Anwarul Iqbal (1 October 1950 – 15 January 2015) was an adviser of 2007–2009 interim caretaker government of Bangladesh. He was appointed as Local Government and Rural Development Minister & Labour Minister of the non-party interim caretaker government of Bangladesh on 17 January 2007 and remained in that post until elections were held two years later. Later he was given the charge of the Jute & Textile Ministry. He had the responsibility to head three ministries of the government of Bangladesh. He served as the 25th Inspector General of Bangladesh police. He went into voluntary retirement from the IGP post after he had been made officer on special duty and within few days he took charge as the adviser of the caretaker government headed by Fakhruddin Ahmed during the state of emergency in Bangladesh which was declared on 11 January 2007.

Early life 
Iqbal was born in Feni in the then East Bengal. He was the son of Mohammed Islam, a government officer.
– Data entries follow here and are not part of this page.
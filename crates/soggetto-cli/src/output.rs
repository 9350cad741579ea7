//! Output file naming.

use std::path::{Path, PathBuf};

use chrono::{DateTime, TimeZone};

/// Directory, relative to the working directory, that receives WAV files.
pub const AUDIO_DIR: &str = "audio";

/// File name prefix for generated melodies.
pub const FILE_PREFIX: &str = "soggetto_cavato";

/// Builds `<dir>/soggetto_cavato_<YYYYMMDD-HHMMSS>.wav` for `timestamp`.
pub fn output_path<Tz: TimeZone>(dir: &Path, timestamp: &DateTime<Tz>) -> PathBuf
where
    Tz::Offset: std::fmt::Display,
{
    dir.join(format!(
        "{}_{}.wav",
        FILE_PREFIX,
        timestamp.format("%Y%m%d-%H%M%S")
    ))
}
//! Deterministic WAV file writer.
//!
//! This module writes mono 16-bit PCM WAV files with no timestamps or
//! variable metadata, so the same motif and config always produce the same
//! bytes. The BLAKE3 hash of the PCM data identifies a rendering.

mod file;
mod format;
mod result;
mod writer;


// Re-export public API
pub use file::write_wav_file;
pub use format::WavFormat;
pub use result::WavResult;
pub use writer::{samples_to_pcm16, write_wav, write_wav_to_vec, WAV_HEADER_LEN};
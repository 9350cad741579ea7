//! WAV file generation result type.

use super::format::WavFormat;
use super::writer::{samples_to_pcm16, write_wav_to_vec};
use crate::buffer::AudioBuffer;
use crate::error::AudioResult;

/// An encoded WAV file and its identifying metadata.
#[derive(Debug, Clone)]
pub struct WavResult {
    /// Complete WAV file bytes.
    pub wav_data: Vec<u8>,
    /// BLAKE3 hash of the PCM data only.
    pub pcm_hash: String,
    /// Sample rate in Hz.
    pub sample_rate: u32,
    /// Number of samples.
    pub num_samples: usize,
}

impl WavResult {
    /// Encodes a buffer as a mono 16-bit WAV file.
    pub fn from_buffer(buffer: &AudioBuffer) -> AudioResult<Self> {
        let pcm = samples_to_pcm16(buffer.samples());
        let pcm_hash = blake3::hash(&pcm).to_hex().to_string();
        let format = WavFormat::mono(buffer.sample_rate());
        let wav_data = write_wav_to_vec(&format, &pcm)?;

        Ok(Self {
            wav_data,
            pcm_hash,
            sample_rate: buffer.sample_rate(),
            num_samples: buffer.len(),
        })
    }

    /// Returns the duration in seconds.
    pub fn duration_seconds(&self) -> f64 {
        self.num_samples as f64 / self.sample_rate as f64
    }
}
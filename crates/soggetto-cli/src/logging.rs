//! Diagnostic logging setup.

use tracing::Level;
use tracing_subscriber::fmt::MakeWriter;

/// Builds the fmt subscriber used by the binary, writing to `writer`.
///
/// Only `WARN` and `ERROR` events are kept.
pub fn subscriber<W>(writer: W) -> impl tracing::Subscriber + Send + Sync + 'static
where
    W: for<'w> MakeWriter<'w> + Send + Sync + 'static,
{
    tracing_subscriber::fmt()
        .with_max_level(Level::WARN)
        .with_target(false)
        .with_writer(writer)
        .finish()
}

/// Installs the subscriber globally on stderr.
///
/// Safe to call more than once; later calls are no-ops.
pub fn init() {
    let _ = tracing::subscriber::set_global_default(subscriber(std::io::stderr));
}
//! WAV decoding and simple signal measurements.

use std::io::Cursor;

use crate::determinism::compute_hash;

/// A decoded 16-bit WAV file.
#[derive(Debug, Clone)]
pub struct DecodedWav {
    /// Sample rate in Hz.
    pub sample_rate: u32,
    /// Number of channels.
    pub channels: u16,
    /// Bits per sample.
    pub bits_per_sample: u16,
    /// Samples scaled to [-1.0, 1.0].
    pub samples: Vec<f64>,
}

/// Decodes WAV bytes with `hound`.
///
/// Only integer PCM is accepted; anything else is an error.
pub fn decode_wav(wav_data: &[u8]) -> Result<DecodedWav, hound::Error> {
    let reader = hound::WavReader::new(Cursor::new(wav_data))?;
    let spec = reader.spec();
    if spec.sample_format != hound::SampleFormat::Int || spec.bits_per_sample != 16 {
        return Err(hound::Error::Unsupported);
    }

    let samples = reader
        .into_samples::<i16>()
        .map(|s| s.map(|v| v as f64 / 32767.0))
        .collect::<Result<Vec<_>, _>>()?;

    Ok(DecodedWav {
        sample_rate: spec.sample_rate,
        channels: spec.channels,
        bits_per_sample: spec.bits_per_sample,
        samples,
    })
}

/// Hashes the 16-bit samples of WAV bytes as read back by `hound`.
///
/// Matches `WavResult::pcm_hash` for any file the backend wrote.
pub fn pcm_hash(wav_data: &[u8]) -> Result<String, hound::Error> {
    let reader = hound::WavReader::new(Cursor::new(wav_data))?;
    let mut pcm = Vec::with_capacity(reader.len() as usize * 2);
    for sample in reader.into_samples::<i16>() {
        pcm.extend_from_slice(&sample?.to_le_bytes());
    }
    Ok(compute_hash(&pcm))
}

/// Estimates the frequency of a steady tone from its upward zero crossings.
///
/// Returns 0.0 for fewer than two samples.
pub fn estimate_frequency(samples: &[f64], sample_rate: u32) -> f64 {
    if samples.len() < 2 {
        return 0.0;
    }
    let crossings = samples
        .windows(2)
        .filter(|w| w[0] < 0.0 && w[1] >= 0.0)
        .count();
    crossings as f64 * sample_rate as f64 / samples.len() as f64
}
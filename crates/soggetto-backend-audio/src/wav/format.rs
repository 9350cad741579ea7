//! WAV file format parameters.

/// WAV file format parameters.
#[derive(Debug, Clone, Copy, PartialEq, Eq)]
pub struct WavFormat {
    /// Number of channels (always 1 here).
    pub channels: u16,
    /// Sample rate in Hz.
    pub sample_rate: u32,
    /// Bits per sample (always 16 here).
    pub bits_per_sample: u16,
}

impl WavFormat {
    /// Creates a mono 16-bit format.
    pub fn mono(sample_rate: u32) -> Self {
        Self {
            channels: 1,
            sample_rate,
            bits_per_sample: 16,
        }
    }

    /// Calculates bytes per sample (per channel).
    pub(crate) fn bytes_per_sample(&self) -> u16 {
        self.bits_per_sample / 8
    }

    /// Calculates block align (bytes per sample frame).
    pub(crate) fn block_align(&self) -> u16 {
        self.channels * self.bytes_per_sample()
    }

    /// Calculates byte rate (bytes per second).
    pub(crate) fn byte_rate(&self) -> u32 {
        self.sample_rate * self.block_align() as u32
    }
}
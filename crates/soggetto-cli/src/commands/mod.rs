//! CLI commands.

pub mod encode;
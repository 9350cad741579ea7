//! Soggetto Audio Backend
//!
//! This crate renders an encoded motif as audio: one fixed-length sine tone
//! per vowel, concatenated and written as a mono 16-bit PCM WAV file.
//!
//! # Determinism
//!
//! Rendering uses no randomness. Given the same motif and config, the
//! output is byte-identical across runs (on the same platform), and the
//! BLAKE3 hash of the PCM data identifies it.
//!
//! # Example
//!
//! ```no_run
//! use soggetto_backend_audio::generate_to_file;
//! use soggetto_spec::{encode, SynthConfig};
//!
//! let motif = encode("Josquin des Prez");
//! let buffer = generate_to_file(&motif, &SynthConfig::default(), "josquin.wav".as_ref())?;
//! println!("{} samples", buffer.len());
//! # Ok::<(), soggetto_backend_audio::AudioError>(())
//! ```
//!
//! # Crate Structure
//!
//! - [`generate()`] / [`generate_to_file()`] - Main entry points
//! - [`buffer`] - Mono sample buffer
//! - [`spectral`] - Convolution and band removal on buffers
//! - [`synthesis`] - Sine tone rendering
//! - [`wav`] - Deterministic WAV file writer

pub mod buffer;
pub mod error;
pub mod generate;
pub mod spectral;
pub mod synthesis;
pub mod wav;

// Re-export main types at crate root
pub use buffer::AudioBuffer;
pub use error::{AudioError, AudioResult};
pub use generate::{generate, generate_to_file, GenerateResult};
pub use synthesis::synthesize;
pub use wav::{write_wav_file, WavResult};
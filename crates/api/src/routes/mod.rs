pub mod health;
pub mod queue;
pub mod tasks;

use axum::Router;

use crate::state::AppState;

/// Build the `/api/v1` route tree.
///
/// Route hierarchy:
///
/// ```text
/// /tasks                   GET list, POST create-and-submit
/// /tasks/{id}              GET fetch, DELETE remove
/// /tasks/{id}/cancel       POST cancel while queued
///
/// /queue                   GET scheduler counters
/// ```
pub fn api_routes() -> Router<AppState> {
    Router::new()
        .nest("/tasks", tasks::router())
        .nest("/queue", queue::router())
}
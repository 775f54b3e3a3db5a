use std::sync::Arc;

use genflow_events::WebhookNotifier;
use genflow_provider::GenerationProvider;
use genflow_queue::TaskQueue;
use genflow_store::TaskStore;

use crate::config::ServerConfig;

/// Shared application state available to all Axum handlers via `State<AppState>`.
///
/// This is the single process-wide context: one store, one queue, one
/// notifier, constructed once in `main` and threaded to every caller.
/// Cheaply cloneable (inner data is behind `Arc` or is already `Clone`).
#[derive(Clone)]
pub struct AppState {
    /// Task repository (durable or ephemeral).
    pub store: TaskStore,
    /// Bounded-admission job queue.
    pub queue: TaskQueue,
    /// Webhook delivery for terminal snapshots.
    pub notifier: Arc<WebhookNotifier>,
    /// Generation service the job bodies call into.
    pub provider: Arc<dyn GenerationProvider>,
    /// Server configuration.
    pub config: Arc<ServerConfig>,
}
//! Shared application router builder.
//!
//! Provides [`build_app_router`] so both the production binary
//! (`main.rs`) and integration tests use the exact same middleware
//! stack.

use std::time::Duration;

use axum::http::header::CONTENT_TYPE;
use axum::http::{HeaderName, Method, StatusCode};
use axum::Router;
use tower_http::catch_panic::CatchPanicLayer;
use tower_http::cors::CorsLayer;
use tower_http::request_id::{MakeRequestUuid, PropagateRequestIdLayer, SetRequestIdLayer};
use tower_http::timeout::TimeoutLayer;
use tower_http::trace::{DefaultMakeSpan, DefaultOnResponse, TraceLayer};
use tracing::Level;

use crate::config::ServerConfig;
use crate::routes;
use crate::state::AppState;

/// Build the full application [`Router`] with all middleware layers.
///
/// The middleware stack is applied bottom-up:
///
/// 1. CORS
/// 2. Set request ID on incoming requests
/// 3. Structured request/response tracing
/// 4. Propagate request ID to response
/// 5. Request timeout
/// 6. Panic recovery (catch panics, return 500)
pub fn build_app_router(state: AppState, config: &ServerConfig) -> Router {
    let cors = build_cors_layer(config);
    let request_id_header = HeaderName::from_static("x-request-id");

    Router::new()
        // Health check at root level (not under /api/v1).
        .merge(routes::health::router())
        // API v1 routes.
        .nest("/api/v1", routes::api_routes())
        // -- Middleware stack (applied bottom-up) --
        // Panic recovery: catch panics and return 500 JSON.
        .layer(CatchPanicLayer::new())
        // Request timeout.
        .layer(TimeoutLayer::with_status_code(
            StatusCode::REQUEST_TIMEOUT,
            Duration::from_secs(config.request_timeout_secs),
        ))
        // Propagate request ID to response.
        .layer(PropagateRequestIdLayer::new(request_id_header.clone()))
        // Structured request/response tracing.
        .layer(
            TraceLayer::new_for_http()
                .make_span_with(DefaultMakeSpan::new().level(Level::INFO))
                .on_response(DefaultOnResponse::new().level(Level::INFO)),
        )
        // Set request ID on incoming requests.
        .layer(SetRequestIdLayer::new(request_id_header, MakeRequestUuid))
        // CORS.
        .layer(cors)
        // Shared state.
        .with_state(state)
}

/// Build the CORS middleware layer from server configuration.
///
/// Panics at startup if any configured origin is invalid, which is the
/// desired behaviour -- we want misconfiguration to fail fast.
pub fn build_cors_layer(config: &ServerConfig) -> CorsLayer {
    let origins: Vec<_> = config
        .cors_origins
        .iter()
        .map(|o| {
            o.parse()
                .unwrap_or_else(|e| panic!("Invalid CORS origin '{o}': {e}"))
        })
        .collect();

    CorsLayer::new()
        .allow_origin(origins)
        .allow_methods([Method::GET, Method::POST, Method::DELETE])
        .allow_headers([CONTENT_TYPE])
        .allow_credentials(true)
        .max_age(Duration::from_secs(3600))
}
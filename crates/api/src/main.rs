use std::net::SocketAddr;
use std::sync::Arc;

use tracing_subscriber::{layer::SubscriberExt, util::SubscriberInitExt};

use genflow_api::config::ServerConfig;
use genflow_api::router::build_app_router;
use genflow_api::state::AppState;
use genflow_events::WebhookNotifier;
use genflow_provider::HttpGenerationProvider;
use genflow_queue::TaskQueue;
use genflow_store::{StoreConfig, TaskStore};

#[tokio::main]
async fn main() {
    dotenvy::dotenv().ok();

    // --- Tracing ---
    tracing_subscriber::registry()
        .with(
            tracing_subscriber::EnvFilter::try_from_default_env()
                .unwrap_or_else(|_| "genflow_api=debug,tower_http=debug".into()),
        )
        .with(tracing_subscriber::fmt::layer())
        .init();

    // --- Configuration ---
    let config = ServerConfig::from_env();
    tracing::info!(host = %config.host, port = %config.port, "Loaded server configuration");

    // --- Task store ---
    let store = TaskStore::connect(StoreConfig {
        redis_url: config.redis_url.clone(),
        namespace: config.task_namespace.clone(),
        retention: config.task_retention(),
    })
    .await;
    tracing::info!(mode = ?store.mode().await, "Task store ready");

    // --- Queue / notifier / provider ---
    let queue = TaskQueue::new(config.max_concurrent_jobs);
    tracing::info!(
        max_concurrent = config.max_concurrent_jobs,
        "Task queue created"
    );

    let notifier = Arc::new(WebhookNotifier::new());

    let provider = Arc::new(HttpGenerationProvider::new(
        config.provider_url.clone(),
        config.provider_api_key.clone(),
        config.provider_timeout(),
    ));
    tracing::info!(provider_url = %config.provider_url, "Generation provider configured");

    // --- App state ---
    let state = AppState {
        store: store.clone(),
        queue,
        notifier,
        provider,
        config: Arc::new(config.clone()),
    };

    // --- Router ---
    let app = build_app_router(state, &config);

    // --- Start server ---
    let addr = SocketAddr::new(
        config.host.parse().expect("Invalid HOST address"),
        config.port,
    );
    tracing::info!(%addr, "Starting server");

    let listener = tokio::net::TcpListener::bind(addr)
        .await
        .expect("Failed to bind to address");

    axum::serve(listener, app)
        .with_graceful_shutdown(shutdown_signal())
        .await
        .expect("Server error");

    // Stop the store's retention sweep.
    store.shutdown().await;
    tracing::info!("Graceful shutdown complete");
}

/// Wait for a termination signal to initiate graceful shutdown.
///
/// Handles both SIGINT (Ctrl-C) and SIGTERM (on Unix) so the server
/// shuts down cleanly whether stopped interactively or by a process
/// manager (e.g. systemd, Docker, Kubernetes).
async fn shutdown_signal() {
    let ctrl_c = async {
        tokio::signal::ctrl_c()
            .await
            .expect("Failed to install Ctrl-C handler");
    };

    #[cfg(unix)]
    let terminate = async {
        tokio::signal::unix::signal(tokio::signal::unix::SignalKind::terminate())
            .expect("Failed to install SIGTERM handler")
            .recv()
            .await;
    };

    #[cfg(not(unix))]
    let terminate = std::future::pending::<()>();

    tokio::select! {
        () = ctrl_c => {
            tracing::info!("Received SIGINT (Ctrl-C), starting graceful shutdown");
        }
        () = terminate => {
            tracing::info!("Received SIGTERM, starting graceful shutdown");
        }
    }
}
He passed his Secondary School Certificate (SSC) in 1965 from Memnagar BD High School in Chuadanga, Higher Secondary School Certificate (HSC) from Dhaka College in 1967 and Masters of Arts in Bengali literature from University of Chittagong in 1969–1971. He took part in the Liberation War of 1971. Later he was trained at the Bramshill Police Staff College, United Kingdom and the Human Rights Centre at Geneva, Switzerland.

Career

Bangladesh Police 

Iqbal joined Bangladesh Police on 22 August 1973 as assistant superintendent of police. He was one of the earliest officers recruited to the Bangladesh police after independence. He served as the chief of most of the units in Bangladesh Police Force which includes police headquarters, the Criminal Investigation Department, the Special Branch, Dhaka Metropolitan Police, Rapid Action Battalion, Chittagong Metropolitan Police, Khulna Metropolitan Police, Detective Training School, Armed Police Battalion and Sylhet, Kushtia, Khulna and Chittagong districts and Magura, Kishorganj and Bagerhat sub-divisions. For his contribution to the service and the nation he was given a gallantry award, the President Police Medal, in 1980, and Bangladesh Police Medal in 2000 and 2002.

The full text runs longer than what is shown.